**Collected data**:

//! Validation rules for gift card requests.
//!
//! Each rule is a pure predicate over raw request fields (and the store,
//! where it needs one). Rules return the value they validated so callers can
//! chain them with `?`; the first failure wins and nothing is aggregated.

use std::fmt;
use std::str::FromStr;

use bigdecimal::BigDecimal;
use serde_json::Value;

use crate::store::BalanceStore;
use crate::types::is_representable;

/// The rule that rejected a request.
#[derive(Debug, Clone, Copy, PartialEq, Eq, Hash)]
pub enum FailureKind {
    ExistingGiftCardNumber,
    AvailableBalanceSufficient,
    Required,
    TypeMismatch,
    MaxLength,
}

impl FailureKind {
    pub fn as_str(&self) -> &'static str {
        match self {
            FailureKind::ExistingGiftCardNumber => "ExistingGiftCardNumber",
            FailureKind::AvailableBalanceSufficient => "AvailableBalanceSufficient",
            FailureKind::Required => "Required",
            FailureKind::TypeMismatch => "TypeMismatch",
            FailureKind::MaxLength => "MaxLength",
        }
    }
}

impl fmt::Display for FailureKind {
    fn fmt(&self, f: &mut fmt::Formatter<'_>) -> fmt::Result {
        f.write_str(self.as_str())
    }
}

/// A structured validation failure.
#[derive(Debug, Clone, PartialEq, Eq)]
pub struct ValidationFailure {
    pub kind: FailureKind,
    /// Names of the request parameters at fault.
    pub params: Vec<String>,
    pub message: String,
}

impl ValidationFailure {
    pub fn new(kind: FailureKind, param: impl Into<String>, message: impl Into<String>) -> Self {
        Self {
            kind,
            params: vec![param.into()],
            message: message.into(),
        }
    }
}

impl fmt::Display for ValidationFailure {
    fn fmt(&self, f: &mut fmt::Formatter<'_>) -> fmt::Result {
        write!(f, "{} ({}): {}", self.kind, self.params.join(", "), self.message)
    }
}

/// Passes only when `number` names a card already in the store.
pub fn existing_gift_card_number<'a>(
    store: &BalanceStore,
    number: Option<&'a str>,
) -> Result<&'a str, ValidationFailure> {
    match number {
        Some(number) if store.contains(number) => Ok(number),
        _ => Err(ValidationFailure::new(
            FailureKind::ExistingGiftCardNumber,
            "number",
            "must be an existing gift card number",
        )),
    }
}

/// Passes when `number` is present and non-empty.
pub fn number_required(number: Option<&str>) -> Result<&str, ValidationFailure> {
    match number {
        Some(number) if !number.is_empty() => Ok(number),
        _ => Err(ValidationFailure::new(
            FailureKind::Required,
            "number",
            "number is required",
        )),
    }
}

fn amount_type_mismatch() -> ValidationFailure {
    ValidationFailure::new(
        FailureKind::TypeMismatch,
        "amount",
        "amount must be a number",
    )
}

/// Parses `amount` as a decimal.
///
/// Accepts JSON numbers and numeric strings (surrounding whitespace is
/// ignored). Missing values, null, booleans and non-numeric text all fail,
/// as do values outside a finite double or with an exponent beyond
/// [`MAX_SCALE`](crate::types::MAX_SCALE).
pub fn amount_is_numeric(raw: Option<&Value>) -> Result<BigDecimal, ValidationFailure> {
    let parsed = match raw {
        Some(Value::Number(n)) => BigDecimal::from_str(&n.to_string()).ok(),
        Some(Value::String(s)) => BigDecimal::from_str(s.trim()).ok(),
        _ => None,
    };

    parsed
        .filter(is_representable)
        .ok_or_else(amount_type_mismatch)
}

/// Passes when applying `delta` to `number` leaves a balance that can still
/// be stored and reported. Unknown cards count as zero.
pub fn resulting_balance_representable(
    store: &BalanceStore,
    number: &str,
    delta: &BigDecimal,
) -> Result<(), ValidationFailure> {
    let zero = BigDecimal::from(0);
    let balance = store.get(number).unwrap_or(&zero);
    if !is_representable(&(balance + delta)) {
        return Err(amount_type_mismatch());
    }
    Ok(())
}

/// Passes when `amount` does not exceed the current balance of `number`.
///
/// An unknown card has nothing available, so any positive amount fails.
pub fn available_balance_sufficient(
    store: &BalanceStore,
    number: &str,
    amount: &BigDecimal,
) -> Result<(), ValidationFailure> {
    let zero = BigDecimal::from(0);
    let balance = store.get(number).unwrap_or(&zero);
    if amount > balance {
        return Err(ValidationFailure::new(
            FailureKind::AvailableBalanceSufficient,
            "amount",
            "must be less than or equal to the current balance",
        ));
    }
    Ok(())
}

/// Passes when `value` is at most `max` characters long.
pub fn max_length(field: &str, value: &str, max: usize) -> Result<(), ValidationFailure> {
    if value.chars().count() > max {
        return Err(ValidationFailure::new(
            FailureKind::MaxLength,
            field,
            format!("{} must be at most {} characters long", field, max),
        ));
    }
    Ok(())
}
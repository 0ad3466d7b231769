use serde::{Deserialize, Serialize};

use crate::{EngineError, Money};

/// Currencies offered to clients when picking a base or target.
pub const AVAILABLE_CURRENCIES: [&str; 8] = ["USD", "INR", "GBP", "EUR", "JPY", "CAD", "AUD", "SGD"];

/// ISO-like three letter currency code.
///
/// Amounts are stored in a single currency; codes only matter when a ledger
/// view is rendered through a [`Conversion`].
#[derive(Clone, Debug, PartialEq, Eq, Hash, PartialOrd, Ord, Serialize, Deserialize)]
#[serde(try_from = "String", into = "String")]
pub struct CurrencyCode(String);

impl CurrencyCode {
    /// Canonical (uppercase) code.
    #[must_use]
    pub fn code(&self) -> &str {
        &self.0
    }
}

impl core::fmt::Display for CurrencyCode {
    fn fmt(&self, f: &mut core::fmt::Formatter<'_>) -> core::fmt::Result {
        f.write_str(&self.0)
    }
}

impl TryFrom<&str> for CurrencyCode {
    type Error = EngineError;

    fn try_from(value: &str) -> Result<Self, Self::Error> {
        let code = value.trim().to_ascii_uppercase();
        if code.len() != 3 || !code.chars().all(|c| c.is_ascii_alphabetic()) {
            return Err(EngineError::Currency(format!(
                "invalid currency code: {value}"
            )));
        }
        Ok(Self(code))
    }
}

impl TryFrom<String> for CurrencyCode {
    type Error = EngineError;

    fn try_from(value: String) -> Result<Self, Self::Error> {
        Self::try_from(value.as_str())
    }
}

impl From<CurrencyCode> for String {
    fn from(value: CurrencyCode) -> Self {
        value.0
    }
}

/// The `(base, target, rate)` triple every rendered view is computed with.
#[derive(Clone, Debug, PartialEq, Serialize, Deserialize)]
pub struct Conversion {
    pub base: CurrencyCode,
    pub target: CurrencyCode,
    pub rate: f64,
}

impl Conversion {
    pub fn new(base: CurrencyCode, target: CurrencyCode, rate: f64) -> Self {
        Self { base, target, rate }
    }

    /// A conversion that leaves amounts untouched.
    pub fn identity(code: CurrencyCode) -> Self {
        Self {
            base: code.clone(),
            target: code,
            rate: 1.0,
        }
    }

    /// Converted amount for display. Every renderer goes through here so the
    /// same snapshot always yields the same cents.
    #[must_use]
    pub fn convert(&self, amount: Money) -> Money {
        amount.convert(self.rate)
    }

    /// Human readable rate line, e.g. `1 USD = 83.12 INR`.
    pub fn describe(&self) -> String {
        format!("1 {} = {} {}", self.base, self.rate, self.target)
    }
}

--

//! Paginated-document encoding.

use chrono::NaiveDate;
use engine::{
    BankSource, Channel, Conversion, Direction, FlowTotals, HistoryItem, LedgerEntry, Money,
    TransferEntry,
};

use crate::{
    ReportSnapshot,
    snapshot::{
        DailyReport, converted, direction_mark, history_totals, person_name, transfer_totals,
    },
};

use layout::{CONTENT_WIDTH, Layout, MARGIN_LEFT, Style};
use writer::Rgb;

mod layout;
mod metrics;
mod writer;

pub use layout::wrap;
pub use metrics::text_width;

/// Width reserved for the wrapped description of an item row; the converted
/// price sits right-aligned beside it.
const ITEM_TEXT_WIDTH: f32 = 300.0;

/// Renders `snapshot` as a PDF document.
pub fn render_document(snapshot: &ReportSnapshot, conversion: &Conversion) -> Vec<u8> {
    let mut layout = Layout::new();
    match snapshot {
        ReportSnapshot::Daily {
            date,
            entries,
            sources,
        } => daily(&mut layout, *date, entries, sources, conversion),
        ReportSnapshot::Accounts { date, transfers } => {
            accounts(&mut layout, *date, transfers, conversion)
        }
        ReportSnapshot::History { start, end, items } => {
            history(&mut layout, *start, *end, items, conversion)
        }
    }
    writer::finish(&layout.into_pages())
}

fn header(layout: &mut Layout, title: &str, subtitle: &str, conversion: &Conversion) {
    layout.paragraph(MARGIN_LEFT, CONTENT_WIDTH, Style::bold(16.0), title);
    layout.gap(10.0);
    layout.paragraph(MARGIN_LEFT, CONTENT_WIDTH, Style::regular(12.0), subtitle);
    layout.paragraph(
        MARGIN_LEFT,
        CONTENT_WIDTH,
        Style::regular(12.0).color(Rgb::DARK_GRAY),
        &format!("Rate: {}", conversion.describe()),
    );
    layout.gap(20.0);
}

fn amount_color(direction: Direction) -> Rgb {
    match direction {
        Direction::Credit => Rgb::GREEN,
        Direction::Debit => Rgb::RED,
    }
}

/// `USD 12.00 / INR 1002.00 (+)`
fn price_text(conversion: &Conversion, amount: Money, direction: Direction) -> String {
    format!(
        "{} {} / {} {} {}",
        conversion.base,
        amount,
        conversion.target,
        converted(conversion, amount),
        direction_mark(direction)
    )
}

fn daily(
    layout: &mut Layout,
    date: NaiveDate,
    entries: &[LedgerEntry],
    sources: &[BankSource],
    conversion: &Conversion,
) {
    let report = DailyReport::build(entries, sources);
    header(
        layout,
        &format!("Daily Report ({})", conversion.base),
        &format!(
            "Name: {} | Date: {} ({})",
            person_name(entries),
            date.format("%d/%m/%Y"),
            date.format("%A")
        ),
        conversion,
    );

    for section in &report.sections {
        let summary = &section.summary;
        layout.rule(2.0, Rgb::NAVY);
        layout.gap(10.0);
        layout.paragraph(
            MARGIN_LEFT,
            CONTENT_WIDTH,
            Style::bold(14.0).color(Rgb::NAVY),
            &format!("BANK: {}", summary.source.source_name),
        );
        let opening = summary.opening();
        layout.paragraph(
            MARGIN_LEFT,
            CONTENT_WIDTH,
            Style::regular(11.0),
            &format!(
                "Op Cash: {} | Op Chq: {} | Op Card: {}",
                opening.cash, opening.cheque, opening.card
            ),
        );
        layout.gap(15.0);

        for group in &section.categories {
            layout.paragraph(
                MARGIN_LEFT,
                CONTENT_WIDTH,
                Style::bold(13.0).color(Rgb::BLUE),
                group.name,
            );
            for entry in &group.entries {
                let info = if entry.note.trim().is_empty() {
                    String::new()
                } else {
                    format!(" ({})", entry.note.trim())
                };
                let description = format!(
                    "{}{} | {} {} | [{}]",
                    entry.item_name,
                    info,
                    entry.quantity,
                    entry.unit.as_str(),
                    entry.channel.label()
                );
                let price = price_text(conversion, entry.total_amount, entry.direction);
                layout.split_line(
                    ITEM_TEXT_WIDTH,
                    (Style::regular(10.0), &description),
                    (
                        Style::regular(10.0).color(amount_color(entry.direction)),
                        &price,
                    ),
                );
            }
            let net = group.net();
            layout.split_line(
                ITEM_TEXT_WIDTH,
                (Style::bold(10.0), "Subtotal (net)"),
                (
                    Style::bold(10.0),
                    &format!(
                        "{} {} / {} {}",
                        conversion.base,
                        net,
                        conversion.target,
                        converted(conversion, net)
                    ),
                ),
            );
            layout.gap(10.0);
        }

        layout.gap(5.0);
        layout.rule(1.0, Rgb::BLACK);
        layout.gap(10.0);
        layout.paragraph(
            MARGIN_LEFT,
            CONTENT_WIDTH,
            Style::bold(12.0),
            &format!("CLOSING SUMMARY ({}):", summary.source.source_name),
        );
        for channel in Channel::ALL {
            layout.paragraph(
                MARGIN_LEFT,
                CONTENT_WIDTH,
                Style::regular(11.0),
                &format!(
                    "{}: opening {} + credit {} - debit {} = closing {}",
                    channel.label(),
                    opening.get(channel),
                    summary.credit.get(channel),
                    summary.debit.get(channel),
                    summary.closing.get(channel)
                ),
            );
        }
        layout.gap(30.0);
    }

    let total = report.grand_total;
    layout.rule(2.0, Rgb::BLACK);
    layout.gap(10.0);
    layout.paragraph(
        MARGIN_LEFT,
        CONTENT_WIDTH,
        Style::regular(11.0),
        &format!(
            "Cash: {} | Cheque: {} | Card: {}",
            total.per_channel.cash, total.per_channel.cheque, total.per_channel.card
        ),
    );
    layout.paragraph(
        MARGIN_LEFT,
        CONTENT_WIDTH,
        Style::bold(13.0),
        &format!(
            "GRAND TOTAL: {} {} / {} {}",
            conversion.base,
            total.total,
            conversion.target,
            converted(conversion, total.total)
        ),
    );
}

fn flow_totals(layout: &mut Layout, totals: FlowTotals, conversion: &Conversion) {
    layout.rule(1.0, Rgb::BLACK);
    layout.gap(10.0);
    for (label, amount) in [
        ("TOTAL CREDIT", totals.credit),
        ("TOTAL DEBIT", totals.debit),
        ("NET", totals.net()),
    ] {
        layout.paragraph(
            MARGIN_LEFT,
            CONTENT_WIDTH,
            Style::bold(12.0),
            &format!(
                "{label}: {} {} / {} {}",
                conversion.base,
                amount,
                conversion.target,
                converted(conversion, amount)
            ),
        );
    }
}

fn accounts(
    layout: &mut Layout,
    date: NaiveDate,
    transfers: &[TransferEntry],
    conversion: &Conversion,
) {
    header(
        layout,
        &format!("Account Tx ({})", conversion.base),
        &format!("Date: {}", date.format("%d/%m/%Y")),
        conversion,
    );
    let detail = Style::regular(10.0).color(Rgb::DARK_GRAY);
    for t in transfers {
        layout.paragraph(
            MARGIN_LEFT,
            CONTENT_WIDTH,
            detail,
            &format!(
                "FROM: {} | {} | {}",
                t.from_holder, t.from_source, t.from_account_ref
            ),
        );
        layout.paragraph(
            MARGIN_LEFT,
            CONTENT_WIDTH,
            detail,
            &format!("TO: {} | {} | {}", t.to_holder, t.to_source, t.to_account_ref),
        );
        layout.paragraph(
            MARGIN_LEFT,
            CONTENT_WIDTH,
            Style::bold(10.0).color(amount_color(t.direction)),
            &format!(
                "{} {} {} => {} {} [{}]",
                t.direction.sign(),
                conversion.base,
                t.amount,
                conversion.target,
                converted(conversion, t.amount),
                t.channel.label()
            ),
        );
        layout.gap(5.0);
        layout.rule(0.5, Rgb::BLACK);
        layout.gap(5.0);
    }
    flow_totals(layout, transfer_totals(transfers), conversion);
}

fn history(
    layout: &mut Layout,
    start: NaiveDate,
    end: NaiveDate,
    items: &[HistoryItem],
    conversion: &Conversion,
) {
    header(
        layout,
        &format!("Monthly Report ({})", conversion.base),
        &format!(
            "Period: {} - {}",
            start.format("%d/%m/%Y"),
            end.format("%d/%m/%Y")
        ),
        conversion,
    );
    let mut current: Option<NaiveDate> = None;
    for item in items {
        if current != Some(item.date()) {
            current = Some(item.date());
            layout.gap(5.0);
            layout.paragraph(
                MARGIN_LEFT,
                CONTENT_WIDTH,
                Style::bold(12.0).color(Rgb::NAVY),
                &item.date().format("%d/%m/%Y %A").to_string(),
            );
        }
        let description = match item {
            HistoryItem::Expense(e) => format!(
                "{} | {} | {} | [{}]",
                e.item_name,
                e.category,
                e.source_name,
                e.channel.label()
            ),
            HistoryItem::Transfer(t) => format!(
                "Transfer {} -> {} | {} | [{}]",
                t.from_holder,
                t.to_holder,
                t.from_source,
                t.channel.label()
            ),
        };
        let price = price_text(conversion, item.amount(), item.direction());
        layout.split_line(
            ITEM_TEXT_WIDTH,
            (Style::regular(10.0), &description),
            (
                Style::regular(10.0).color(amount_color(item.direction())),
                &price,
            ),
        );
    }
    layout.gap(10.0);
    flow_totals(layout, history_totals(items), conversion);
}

**Exercise**:
Using the data above, print exactly the lines from the line that contains "gift card requests." through the line that contains "pub fn as_str(&self)", with both included.

**Response for this exercise**:
//! Validation rules for gift card requests.
//!
//! Each rule is a pure predicate over raw request fields (and the store,
//! where it needs one). Rules return the value they validated so callers can
//! chain them with `?`; the first failure wins and nothing is aggregated.

use std::fmt;
use std::str::FromStr;

use bigdecimal::BigDecimal;
use serde_json::Value;

use crate::store::BalanceStore;
use crate::types::is_representable;

/// The rule that rejected a request.
#[derive(Debug, Clone, Copy, PartialEq, Eq, Hash)]
pub enum FailureKind {
    ExistingGiftCardNumber,
    AvailableBalanceSufficient,
    Required,
    TypeMismatch,
    MaxLength,
}

impl FailureKind {
    pub fn as_str(&self) -> &'static str {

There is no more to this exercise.